What do the 2018 Family Separation Policy and the 1940 London Bombing Blitz have in common?

How do you get a politician known for doubling down in the face of all opposition to change his policy of separating toddlers and infants from their mothers? This policy had separated over 2,300 children from their parents from May to June 2018. But widespread public outrage peaked at the end of June.

What changed? Why the sudden outrage almost 8 weeks in?


Rewind almost 80 years. Before the U.S. entered WW II, the Nazis bombed London almost daily for eight months, killing more civilians there than British soldiers previously had been killed in actual fighting. All of Europe had fallen to Hitler. England was the only country left standing against the Nazis.

The U.S. had a strong isolationist movement in 1940. This is when the phrase ‘America First’ first reared its head. More people wanted the U.S. to stay out of the war than enter it. Roosevelt was re-elected for a third term on the promise that he would keep the U.S. out of the war. He stated, “I have said this before, but I shall say it again and again and again; your boys are not going to be sent into any foreign wars.”

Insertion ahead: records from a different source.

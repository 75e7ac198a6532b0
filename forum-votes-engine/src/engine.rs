//! This module defines the `VotingEngine` responsible for coordinating a
//! vote operation.
//! It integrates the vote state machine, the aggregate recomputation and the
//! reputation ledger, running all of them inside a single repository
//! transaction so that a vote, its target's count and its author's reputation
//! change together or not at all.
use std::sync::Arc;

use forum_votes_repository::VotesRepository;
use forum_votes_shared::types::{
    CurrentVote, TargetRef, UserId, UserIdentity, VoteOutcome, VoteValue,
};
use tracing::{debug, error, info, warn};

use crate::aggregate::recompute_vote_count;
use crate::config::VotingEngineConfig;
use crate::errors::VotingError;
use crate::ledger::{apply_reputation_delta, reputation_delta};
use crate::state::VoteCommand;

/// `VotingEngine` applies vote commands against a [`VotesRepository`].
///
/// It is cheap to share: every operation opens its own transaction, and the
/// repository serialises transactions that touch the same target.
pub struct VotingEngine {
    repository: Arc<dyn VotesRepository>,
    config: VotingEngineConfig,
}

impl VotingEngine {
    /// Creates a new `VotingEngine` with the default configuration.
    ///
    /// # Arguments
    ///
    /// * `repository` - The repository holding votes, targets and reputation
    pub fn new(repository: Arc<dyn VotesRepository>) -> Self {
        Self::with_config(repository, VotingEngineConfig::default())
    }

    pub fn with_config(repository: Arc<dyn VotesRepository>, config: VotingEngineConfig) -> Self {
        Self { repository, config }
    }

    pub fn config(&self) -> &VotingEngineConfig {
        &self.config
    }

    /// Casts an up or down vote on a target.
    ///
    /// Casting the vote the voter already holds retracts it. Casting the
    /// opposite vote switches it.
    ///
    /// # Arguments
    ///
    /// * `voter` - The verified identity of the caller, `None` if anonymous
    /// * `target` - The post or comment being voted on
    /// * `value` - The vote to cast
    ///
    /// # Returns
    ///
    /// The recomputed count, the transition applied and the author's new reputation.
    pub async fn cast_vote(
        &self,
        voter: Option<UserIdentity>,
        target: TargetRef,
        value: VoteValue,
    ) -> Result<VoteOutcome, VotingError> {
        let voter = voter.ok_or(VotingError::Unauthorized)?;
        self.execute(voter.id, target, VoteCommand::Cast(value)).await
    }

    /// Removes the voter's vote on a target.
    ///
    /// Fails with [`VotingError::VoteNotFound`] when the voter has no vote on it.
    pub async fn retract_vote(
        &self,
        voter: Option<UserIdentity>,
        target: TargetRef,
    ) -> Result<VoteOutcome, VotingError> {
        let voter = voter.ok_or(VotingError::Unauthorized)?;
        self.execute(voter.id, target, VoteCommand::Retract).await
    }

    /// Reads the caller's vote on a target and the target's current count.
    ///
    /// Anonymous callers get the count with no vote.
    pub async fn current_vote(
        &self,
        voter: Option<UserIdentity>,
        target: TargetRef,
    ) -> Result<CurrentVote, VotingError> {
        let stored = self
            .repository
            .get_target(&target)
            .await?
            .ok_or(VotingError::TargetNotFound(target))?;
        let vote = match voter {
            Some(voter) => self.repository.get_vote(voter.id, &target).await?,
            None => None,
        };
        Ok(CurrentVote { target, vote, votes: stored.vote_count })
    }

    /// Runs a command, re-running it when it loses a race to a concurrent writer.
    async fn execute(
        &self,
        voter_id: UserId,
        target: TargetRef,
        command: VoteCommand,
    ) -> Result<VoteOutcome, VotingError> {
        let retries = self.config.conflict_retries;
        let mut attempt = 0;
        loop {
            match self.execute_once(voter_id, target, command).await {
                Err(VotingError::ConcurrencyConflict(reason)) if attempt < retries => {
                    attempt += 1;
                    warn!(
                        voter_id = %voter_id,
                        target = %target,
                        attempt,
                        reason = %reason,
                        "Vote operation conflicted with a concurrent writer, retrying"
                    );
                }
                Err(VotingError::ConcurrencyConflict(reason)) => {
                    error!(
                        voter_id = %voter_id,
                        target = %target,
                        reason = %reason,
                        "Vote operation kept conflicting, giving up"
                    );
                    return Err(VotingError::ConcurrencyConflict(reason));
                }
                Err(VotingError::Storage(e)) => {
                    error!(
                        voter_id = %voter_id,
                        target = %target,
                        error = %e,
                        "Vote operation failed"
                    );
                    return Err(VotingError::Storage(e));
                }
                result => return result,
            }
        }
    }

    /// Runs a command inside one transaction.
    ///
    /// Any early return drops the transaction, which rolls back every write it made.
    async fn execute_once(
        &self,
        voter_id: UserId,
        target: TargetRef,
        command: VoteCommand,
    ) -> Result<VoteOutcome, VotingError> {
        let mut tx = self.repository.begin().await?;

        let locked = tx
            .lock_target(&target)
            .await?
            .ok_or(VotingError::TargetNotFound(target))?;

        let previous = tx.get_vote(voter_id, &target).await?;
        let transition = command
            .transition_from(previous.into())
            .ok_or(VotingError::VoteNotFound(target))?;

        let stored_previous = match transition.next {
            Some(value) => tx.upsert_vote(voter_id, &target, value).await?,
            None => tx.delete_vote(voter_id, &target).await?,
        };
        if stored_previous != previous {
            return Err(VotingError::ConcurrencyConflict(format!(
                "vote of {voter_id} on {target} changed while it was being written"
            )));
        }

        let votes = recompute_vote_count(tx.as_mut(), &target).await?;
        let expected = locked.vote_count + transition.delta();
        if votes != expected {
            warn!(
                target = %target,
                stored = locked.vote_count,
                recounted = votes,
                "Stored vote count had drifted from the vote store, replaced by recount"
            );
        }

        let delta = reputation_delta(&transition);
        let author_reputation = apply_reputation_delta(tx.as_mut(), locked.author_id, delta).await?;

        tx.commit().await?;

        info!(
            voter_id = %voter_id,
            target = %target,
            removed = transition.is_removal(),
            from = ?transition.from_state(),
            to = ?transition.to_state(),
            votes,
            author_id = %locked.author_id,
            author_reputation,
            "Vote applied"
        );
        debug!(delta, "Reputation delta applied");

        Ok(VoteOutcome { target, votes, transition, author_reputation })
    }
}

The message was clear: England was going to have to go it alone against Hitler.

Then just a few months later, the U.S. was at war with Germany and Japan.

What changed?

Simply – a stronger story. And specifically, a story with visuals and audio.

In the case of the horrifying 2018 family separation policy it was this audio and the photos by John Moore, particularly this one below. You can see more of his amazing photos and his story here. If there’s a family separation story in the news it’s accompanied by one of his photos.

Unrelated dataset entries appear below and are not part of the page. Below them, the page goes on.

//! This module defines and re-exports the interfaces for the forum votes repository.
//! It serves as a central point for accessing traits related to data interaction.
mod forum_repository;
mod votes_repository;

pub use forum_repository::ForumRepository;
pub use votes_repository::{VotesRepository, VotesTransaction};
//! PostgreSQL implementation of the forum votes repository.
//!
//! ## Database Tables
//!
//! - `users`: Forum users and their reputation counters
//! - `posts`, `comments`: Votable targets with a denormalized `votes` column
//! - `votes`: One row per voter and target, unique on `(voter_id, target_id, target_type)`
//!
//! The schema lives in `src/postgres/migrations` and is applied with
//! [`PostgresVotesRepository::migrate`].
mod forum_repository;
mod votes_repository;

pub use forum_repository::PostgresForumRepository;
pub use votes_repository::{PostgresVotesRepository, PostgresVotesTransaction};

use forum_votes_shared::types::{TargetType, VoteValue};
use crate::VotesRepositoryError;

/// Table holding the rows of a target type. Only ever returns static names.
pub(crate) fn target_table(target_type: TargetType) -> &'static str {
    match target_type {
        TargetType::Post => "posts",
        TargetType::Comment => "comments",
    }
}

pub(crate) fn encode_vote_value(value: VoteValue) -> i16 {
    match value {
        VoteValue::Up => 0,
        VoteValue::Down => 1,
    }
}

pub(crate) fn decode_vote_value(value: i16) -> Result<VoteValue, VotesRepositoryError> {
    match value {
        0 => Ok(VoteValue::Up),
        1 => Ok(VoteValue::Down),
        other => Err(VotesRepositoryError::InvalidVoteType(other)),
    }
}

#[cfg(test)]
mod tests {
    use super::*;

    #[test]
    fn test_vote_value_codec() {
        for value in [VoteValue::Up, VoteValue::Down] {
            assert_eq!(decode_vote_value(encode_vote_value(value)).unwrap(), value);
        }
        assert!(matches!(
            decode_vote_value(2),
            Err(VotesRepositoryError::InvalidVoteType(2))
        ));
    }
}
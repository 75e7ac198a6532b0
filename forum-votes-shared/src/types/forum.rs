//! Forum entities that own vote counts and reputation.
use chrono::{DateTime, Utc};
use serde::{Deserialize, Serialize};
use crate::types::{Target, TargetId, TargetRef, UserId};

/// A forum user with its reputation counter.
#[derive(Debug, Clone, Serialize, Deserialize, PartialEq, Eq)]
#[serde(rename_all = "camelCase")]
pub struct User {
    pub id: UserId,
    pub name: String,
    pub reputation: i64,
    pub created_at: DateTime<Utc>,
}

/// Profile data used to register or rename a user.
#[derive(Debug, Clone, Serialize, Deserialize, PartialEq, Eq)]
pub struct UserProfile {
    pub id: UserId,
    pub name: String,
}

#[derive(Debug, Clone, Serialize, Deserialize, PartialEq, Eq)]
#[serde(rename_all = "camelCase")]
pub struct Post {
    pub id: TargetId,
    pub author_id: UserId,
    pub title: String,
    pub content: String,
    pub votes: i64,
    pub created_at: DateTime<Utc>,
}

#[derive(Debug, Clone, Serialize, Deserialize, PartialEq, Eq)]
pub struct NewPost {
    pub author_id: UserId,
    pub title: String,
    pub content: String,
}

/// A comment on a post. Replies carry the id of their parent comment.
#[derive(Debug, Clone, Serialize, Deserialize, PartialEq, Eq)]
#[serde(rename_all = "camelCase")]
pub struct Comment {
    pub id: TargetId,
    pub post_id: TargetId,
    pub parent_id: Option<TargetId>,
    pub author_id: UserId,
    pub content: String,
    pub votes: i64,
    pub created_at: DateTime<Utc>,
}

#[derive(Debug, Clone, Serialize, Deserialize, PartialEq, Eq)]
pub struct NewComment {
    pub post_id: TargetId,
    pub parent_id: Option<TargetId>,
    pub author_id: UserId,
    pub content: String,
}

impl From<&Post> for Target {
    fn from(post: &Post) -> Self {
        Target {
            target: TargetRef::post(post.id),
            author_id: post.author_id,
            vote_count: post.votes,
        }
    }
}

impl From<&Comment> for Target {
    fn from(comment: &Comment) -> Self {
        Target {
            target: TargetRef::comment(comment.id),
            author_id: comment.author_id,
            vote_count: comment.votes,
        }
    }
}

In 1940 it was Edward R. Murrow reporting live from London (once even reporting from a rooftop in London during a bombingthat changed public opinion in the U.S. What was once theoretical and remote became real and immediate. You can hear what the broadcasts sounded like here. The final tipping point came when images of Pearl Harbor hit the newspapers.

Words work – after all you’re reading these.

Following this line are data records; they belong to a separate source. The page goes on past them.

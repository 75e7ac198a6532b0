// App state for Axum server
use std::sync::Arc;

use forum_votes_engine::VotingEngine;
use forum_votes_repository::{ForumRepository, VotesRepository};

use crate::config::Dependencies;
use crate::identity::IdentityProvider;

#[derive(Clone)]
pub struct AppState {
    pub engine: Arc<VotingEngine>,
    pub votes: Arc<dyn VotesRepository>,
    pub forum: Arc<dyn ForumRepository>,
    pub identity: Arc<dyn IdentityProvider>,
}

impl From<&Dependencies> for AppState {
    fn from(dependencies: &Dependencies) -> Self {
        Self {
            engine: dependencies.engine.clone(),
            votes: dependencies.votes_repository.clone(),
            forum: dependencies.forum_repository.clone(),
            identity: dependencies.identity.clone(),
        }
    }
}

But images and sound are infinitely more compelling. They engage the brain more strongly and with more immediacy. Hearing or seeing children sobbing is very different from reading the words, “children were sobbing.” Hearing air raid sirens live is different from reading “sirens were blaring”.

If you want to influence changes to make a better world, if you’re serious about making a difference, add visuals and audio to sink your story in deeper.

Make the world be better, by telling a better story.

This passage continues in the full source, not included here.